Bitcoin, founded in 2009 as the first cryptocurrency, Ethereum, Dogecoin and others are not overseen by conventional banks.
They are decentralized and rely on blockchains, shared digital ledgers, to move transactions around among peers.
“In conventional banking, you go to the bank, and you move the transaction. If you’re moving Bitcoin from point A to point B . . . somebody’s got to move that transaction,” Tarsio said.
“No one’s assigned to be the middleman. Anybody can be the middleman. It’s a random thing,” Tarsio said.
Every time miners move peer-to-peer transactions, they get a reward, he said.
But it isn’t a lot unless they’re involved in speculation, mining for coins to go up in the future, or they have the best, most expensive mining equipment, Tarsio said.
Cryptocurrency mining involves using computers to solve complex algorithms, he said.
“You can’t call them much different than servers. They’re a little different, but they’re just computers,” he said.
Mining cryptocurrency requires a lot of electricity, and Texas electricity is cheap
The computers require a lot of energy, and Texas electricity prices are attractive to miners.
“Texas energy rates are pretty low compared to most of the country, so that’s why they’re kind of coming there,” Tarsio said.
Recently, prices have not been as competitive — likely because of the freeze and power crisis of February 2021 in Texas, he said.
The amount of power cryptocurrency mining draws has caused controversy, which Tarsio acknowledged.
“But if you have a power grid problem, let’s work with the mining people,” he said.
States or countries that want the technology can forge agreements limiting how much power a mining operation can draw from the grid during, for instance, cold weather, he said.
“If you’re going to shut it down, that means you don’t want it. That means you’re going to be like California, who doesn’t want this tech,” Tarsio said.
According to Dexa Resources’ website, the Clay County crypto mining site has a half megawatt of power available and is slowly scaling up to one megawatt.
Campbell said the site is currently valued at $133,000 on the tax rolls.
Other companies have much bigger projects in the works.
A Houston-based Lancium project planned for Taylor County is expected to use 200 megawatts and scale up to over 1 gigawatt, according to Abilene Reporter News reports.
The 100,000-square-foot data center on 800 acres northwest of Abilene will be fueled by renewable energy, according to the Abilene Reporter News.
The company aims to engage in Bitcoin mining and other activities and will invest $2.4 billion over 20 years, according to ARN reports.
Dallas-based Bootstrap Energy is planning a container-mining development on over 114 acres in Corpus Christi, according to a story in the Corpus Christi Caller Times.
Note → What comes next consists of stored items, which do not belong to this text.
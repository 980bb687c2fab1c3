//! Time utilities for wardend
//!
//! All persisted timestamps are wall-clock UTC in RFC 3339 form: timer state
//! must survive daemon restarts and be comparable with timestamps reported by
//! the external metrics backend, so monotonic clocks are not usable here.
//!
//! # Mock Time for Development
//!
//! In debug builds, the `WARDEN_MOCK_TIME` environment variable can be set to
//! override the system time for all time-sensitive operations. This is useful
//! for exercising expiration and inactivity deadlines by hand.
//!
//! Format: RFC 3339 (e.g., `2026-03-01T14:30:00Z`)
//!
//! Example:
//! ```bash
//! WARDEN_MOCK_TIME="2026-03-01T14:30:00Z" wardend --config dev.toml
//! ```

use chrono::{DateTime, SecondsFormat, TimeDelta, Utc};
use std::sync::OnceLock;
use std::time::Duration;

/// Environment variable name for mock time (debug builds only)
pub const MOCK_TIME_ENV_VAR: &str = "WARDEN_MOCK_TIME";

/// Cached mock time offset from the real time when the process started.
/// This allows mock time to advance naturally.
static MOCK_TIME_OFFSET: OnceLock<Option<TimeDelta>> = OnceLock::new();

/// Initialize the mock time offset based on the environment variable.
/// Returns the offset between mock time and real time at process start.
fn get_mock_time_offset() -> Option<TimeDelta> {
    *MOCK_TIME_OFFSET.get_or_init(|| {
        #[cfg(debug_assertions)]
        {
            if let Ok(mock_time_str) = std::env::var(MOCK_TIME_ENV_VAR) {
                match DateTime::parse_from_rfc3339(&mock_time_str) {
                    Ok(mock_dt) => {
                        let real_now = Utc::now();
                        let offset = mock_dt.with_timezone(&Utc).signed_duration_since(real_now);
                        tracing::info!(
                            mock_time = %mock_time_str,
                            offset_secs = offset.num_seconds(),
                            "Mock time enabled"
                        );
                        return Some(offset);
                    }
                    Err(e) => {
                        tracing::warn!(
                            mock_time = %mock_time_str,
                            error = %e,
                            "Invalid mock time, expected RFC 3339"
                        );
                    }
                }
            }
            None
        }
        #[cfg(not(debug_assertions))]
        {
            None
        }
    })
}

/// Returns whether mock time is currently active.
pub fn is_mock_time_active() -> bool {
    get_mock_time_offset().is_some()
}

/// Get the current UTC time, respecting mock time settings in debug builds.
///
/// In release builds, this always returns the real system time.
/// In debug builds, if `WARDEN_MOCK_TIME` is set, this returns a time
/// that advances from the mock time at the same rate as real time.
pub fn now() -> DateTime<Utc> {
    let real_now = Utc::now();

    if let Some(offset) = get_mock_time_offset() {
        real_now + offset
    } else {
        real_now
    }
}

/// Format a timestamp in the RFC 3339 form used for persisted timer state.
pub fn format_rfc3339(dt: DateTime<Utc>) -> String {
    dt.to_rfc3339_opts(SecondsFormat::Secs, true)
}

/// Parse a persisted RFC 3339 timestamp back into UTC.
pub fn parse_rfc3339(s: &str) -> Result<DateTime<Utc>, chrono::ParseError> {
    DateTime::parse_from_rfc3339(s).map(|dt| dt.with_timezone(&Utc))
}

/// Helper to format durations in human-readable form
pub fn format_duration(d: Duration) -> String {
    let total_secs = d.as_secs();
    let days = total_secs / 86400;
    let hours = (total_secs % 86400) / 3600;
    let minutes = (total_secs % 3600) / 60;
    let seconds = total_secs % 60;

    if days > 0 {
        format!("{}d {}h {}m", days, hours, minutes)
    } else if hours > 0 {
        format!("{}h {}m {}s", hours, minutes, seconds)
    } else if minutes > 0 {
        format!("{}m {}s", minutes, seconds)
    } else {
        format!("{}s", seconds)
    }
}

/// Format a signed remaining time, clamping overdue values to zero for
/// user-facing messages.
pub fn format_remaining(delta: TimeDelta) -> String {
    format_duration(delta.to_std().unwrap_or(Duration::ZERO))
}
impl LifecycleEngine {
    /// Create a new engine
    pub fn new(
        store: Arc<dyn Store>,
        activity: Arc<dyn ActivitySource>,
        notifier: Arc<dyn Notifier>,
        settings: &Settings,
    ) -> Self {
        info!(
            notifications_enabled = settings.notifications.enabled,
            max_alerts = settings.notifications.max_alerts,
            "Lifecycle engine initialized"
        );

        Self {
            executor: TerminationExecutor::new(store.clone()),
            store,
            activity,
            notifier,
            escalation: EscalationPolicy {
                enabled: settings.notifications.enabled,
                interval: settings.notifications.interval,
                margin: settings.daemon.margin,
            },
            default_max_alerts: settings.notifications.max_alerts,
            margin: settings.daemon.margin,
            reconcile_interval: settings.daemon.reconcile_interval,
        }
    }

    /// Evaluate one instance: one reconciliation pass.
    pub async fn evaluate(&self, key: &InstanceKey) -> Result<Outcome> {
        let pass = PassId::new();

        let Some(mut instance) = self.store.get_instance(key)? else {
            debug!(instance = %key, "Instance gone, nothing to evaluate");
            return Ok(Outcome::Gone);
        };

        let template = self
            .store
            .get_template(&instance.template)?
            .ok_or_else(|| WardenError::TemplateNotFound(instance.template.clone()))?;
        let policy = InstancePolicy::resolve(&template, self.default_max_alerts)?;

        if policy.is_unmanaged() {
            debug!(instance = %key, "Both timeout dimensions set to never, instance unmanaged");
            return Ok(Outcome::Unmanaged);
        }

        let now = warden_util::now();

        // Bootstrap timer state; a no-op on an already-bootstrapped instance
        if let Some(patch) = bootstrap_patch(&instance, now) {
            instance = self.store.patch_metadata(key, instance.revision, &patch)?;
            info!(instance = %key, pass = %pass, "Timer state bootstrapped");
            let _ = self.store.append_audit(AuditEvent::new(
                AuditEventType::StateBootstrapped {
                    instance: key.clone(),
                },
            ));
        }

        instance = self.reset_on_reactivation(instance, now)?;

        // Refresh the stored activity signal. The dimension only applies
        // while the instance is running; a stopped instance cannot go
        // "more idle".
        let inactivity_active = !policy.inactivity_timeout.is_never() && instance.running;
        let mut degraded = false;

        if inactivity_active {
            if self.activity.is_healthy().await {
                match self.activity.last_activity(&instance).await {
                    Ok(Some(observed)) => {
                        let stored = last_activity(&instance)?;
                        // Monotonic update: never move the stored timestamp
                        // backward
                        if observed > stored {
                            let patch = activity_refresh_patch(observed);
                            instance = self.store.patch_metadata(key, instance.revision, &patch)?;
                            debug!(
                                instance = %key,
                                last_activity = %observed,
                                "Fresh activity observed, escalation reset"
                            );
                            let _ = self.store.append_audit(AuditEvent::new(
                                AuditEventType::ActivityRefreshed {
                                    instance: key.clone(),
                                    last_activity: observed,
                                },
                            ));
                        }
                    }
                    Ok(None) => {
                        debug!(instance = %key, "No fresh activity reported");
                    }
                    Err(e) => {
                        warn!(instance = %key, error = %e, "Activity query failed, skipping inactivity check for this pass");
                        degraded = true;
                    }
                }
            } else {
                warn!(instance = %key, "Activity backend unhealthy, skipping inactivity check for this pass");
                degraded = true;
            }
        }

        // Evaluate both dimensions. No data is never interpreted as
        // inactivity: a degraded signal disables the inactivity dimension
        // for this pass while the absolute lifetime still applies.
        let lifetime_remaining = remaining_lifetime(instance.created_at, &policy.max_lifetime, now);
        let inactivity_remaining = if inactivity_active && !degraded {
            remaining_inactivity(last_activity(&instance)?, &policy.inactivity_timeout, now)
        } else {
            None
        };

        let lifetime_due = is_due(lifetime_remaining);
        let inactivity_due = is_due(inactivity_remaining);

        if lifetime_due || inactivity_due {
            let reason = if lifetime_due {
                TerminationReason::Expired
            } else {
                TerminationReason::Inactive
            };

            let action = self.executor.terminate(&instance, reason)?;

            if self.escalation.enabled {
                let notification =
                    Notification::new(&instance, NotificationKind::Terminated { reason, action });
                if let Err(e) = self.notifier.notify(&notification).await {
                    warn!(instance = %key, error = %e, "Failed delivering termination notification");
                }
            }

            info!(instance = %key, %reason, ?action, pass = %pass, "Instance terminated");
            return Ok(Outcome::Terminated { reason, action });
        }

        // Inside the warning window, run the escalation ladder
        let nearest = min_remaining(lifetime_remaining, inactivity_remaining);
        let mut warned = false;

        if let Some(remaining) = nearest
            && remaining <= self.escalation.warning_window(policy.max_alerts)
        {
            warned = self
                .maybe_warn(
                    &mut instance,
                    &policy,
                    remaining,
                    lifetime_remaining,
                    inactivity_remaining,
                    now,
                )
                .await?;
        }

        let after = self.requeue_after(nearest, &policy);
        debug!(
            instance = %key,
            after_secs = after.as_secs(),
            warned,
            degraded,
            pass = %pass,
            "Requeueing instance"
        );

        Ok(Outcome::Requeue {
            after,
            warned,
            degraded,
        })
    }

    /// Reset the alert state and inactivity clock when the instance went
    /// from stopped to running since the last pass, and keep the stored
    /// running flag current.
    fn reset_on_reactivation(&self, instance: Instance, now: DateTime<Utc>) -> Result<Instance> {
        let observed_before = last_running(&instance);

        if instance.running && observed_before == Some(false) {
            info!(
                instance = %instance.key,
                "Instance restarted, resetting alert state and inactivity clock"
            );
            let patch = activity_refresh_patch(now).merge(running_observed_patch(true));
            let updated = self
                .store
                .patch_metadata(&instance.key, instance.revision, &patch)?;
            let _ = self.store.append_audit(AuditEvent::new(
                AuditEventType::AlertStateReset {
                    instance: updated.key.clone(),
                },
            ));
            return Ok(updated);
        }

        if observed_before != Some(instance.running) {
            let patch = running_observed_patch(instance.running);
            let updated = self
                .store
                .patch_metadata(&instance.key, instance.revision, &patch)?;
            return Ok(updated);
        }

        Ok(instance)
    }

    /// Run the escalation decision and send at most one warning.
    async fn maybe_warn(
        &self,
        instance: &mut Instance,
        policy: &InstancePolicy,
        remaining: TimeDelta,
        lifetime_remaining: Option<TimeDelta>,
        inactivity_remaining: Option<TimeDelta>,
        now: DateTime<Utc>,
    ) -> Result<bool> {
        let decision = match self
            .escalation
            .should_notify(instance, policy.max_alerts, now)
        {
            Ok(decision) => decision,
            Err(StateError::Malformed { field, value }) if field == ALERT_COUNT_KEY => {
                // The counter is an anti-spam safeguard, not a safety
                // value: self-heal instead of failing the pass.
                warn!(
                    instance = %instance.key,
                    value = %value,
                    "Malformed alert counter, resetting to 0"
                );
                *instance =
                    self.store
                        .patch_metadata(&instance.key, instance.revision, &reset_alert_patch())?;
                let _ = self.store.append_audit(AuditEvent::new(
                    AuditEventType::AlertStateReset {
                        instance: instance.key.clone(),
                    },
                ));
                self.escalation
                    .should_notify(instance, policy.max_alerts, now)?
            }
            Err(e) => return Err(e.into()),
        };

        if !decision {
            return Ok(false);
        }

        // Warn about whichever deadline is nearest
        let reason = match (lifetime_remaining, inactivity_remaining) {
            (Some(l), Some(i)) if l <= i => TerminationReason::Expired,
            (Some(_), None) => TerminationReason::Expired,
            _ => TerminationReason::Inactive,
        };

        let raw_count = instance.metadata_value(ALERT_COUNT_KEY).unwrap_or("0");
        let next_count = increment_alert_count(raw_count).unwrap_or_else(|_| "0".to_string());
        let sent_number: u32 = next_count.parse().unwrap_or(0);
        let alerts_remaining = policy.max_alerts.saturating_sub(sent_number);

        // Send before recording: only a delivered warning advances the
        // counter, so a failed send is retried on the next pass.
        let notification = Notification::new(
            instance,
            NotificationKind::Warning {
                reason,
                remaining,
                alerts_remaining,
            },
        );
        self.notifier.notify(&notification).await?;

        let patch = notification_sent_patch(&next_count, now);
        *instance = self
            .store
            .patch_metadata(&instance.key, instance.revision, &patch)?;

        let _ = self
            .store
            .append_audit(AuditEvent::new(AuditEventType::WarningSent {
                instance: instance.key.clone(),
                alert_number: sent_number,
                reason: reason.to_string(),
                remaining_seconds: remaining.num_seconds(),
            }));

        info!(
            instance = %instance.key,
            alert_number = sent_number,
            %reason,
            remaining = %format_remaining(remaining),
            "Warning sent"
        );

        Ok(true)
    }

    /// Next-check hint: the smallest positive remaining time, clamped to
    /// the notification cadence while the warning window is open, plus
    /// the margin so the instance is not requeued just before its
    /// deadline.
    fn requeue_after(&self, nearest: Option<TimeDelta>, policy: &InstancePolicy) -> Duration {
        let margin = TimeDelta::from_std(self.margin).unwrap_or_default();

        let hint = match nearest {
            Some(remaining) => {
                let mut hint = remaining;
                if remaining <= self.escalation.warning_window(policy.max_alerts) {
                    let interval = TimeDelta::from_std(self.escalation.interval)
                        .unwrap_or(TimeDelta::MAX);
                    hint = hint.min(interval);
                }
                hint.checked_add(&margin).unwrap_or(hint)
            }
            // Nothing finite to wait for this pass (degraded signal with
            // an unlimited lifetime, or a stopped instance); fall back to
            // the scheduler granularity
            None => return self.reconcile_interval,
        };

        hint.to_std().unwrap_or(self.reconcile_interval)
    }
}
Bootstrap Energy’s investment includes $130.5 million in property improvements for $1 billion of computer equipment, according to the story.
If there’s a power emergency, the operation will take part in a program to curtail energy usage, avoiding impacting the grid, according to the story.
Trish Choate, enterprise watchdog reporter for the Times Record News, covers education, courts, breaking news, politics and more. Contact Trish with news tips at firstname.lastname@example.org. Her Twitter handle is @Trishapedia.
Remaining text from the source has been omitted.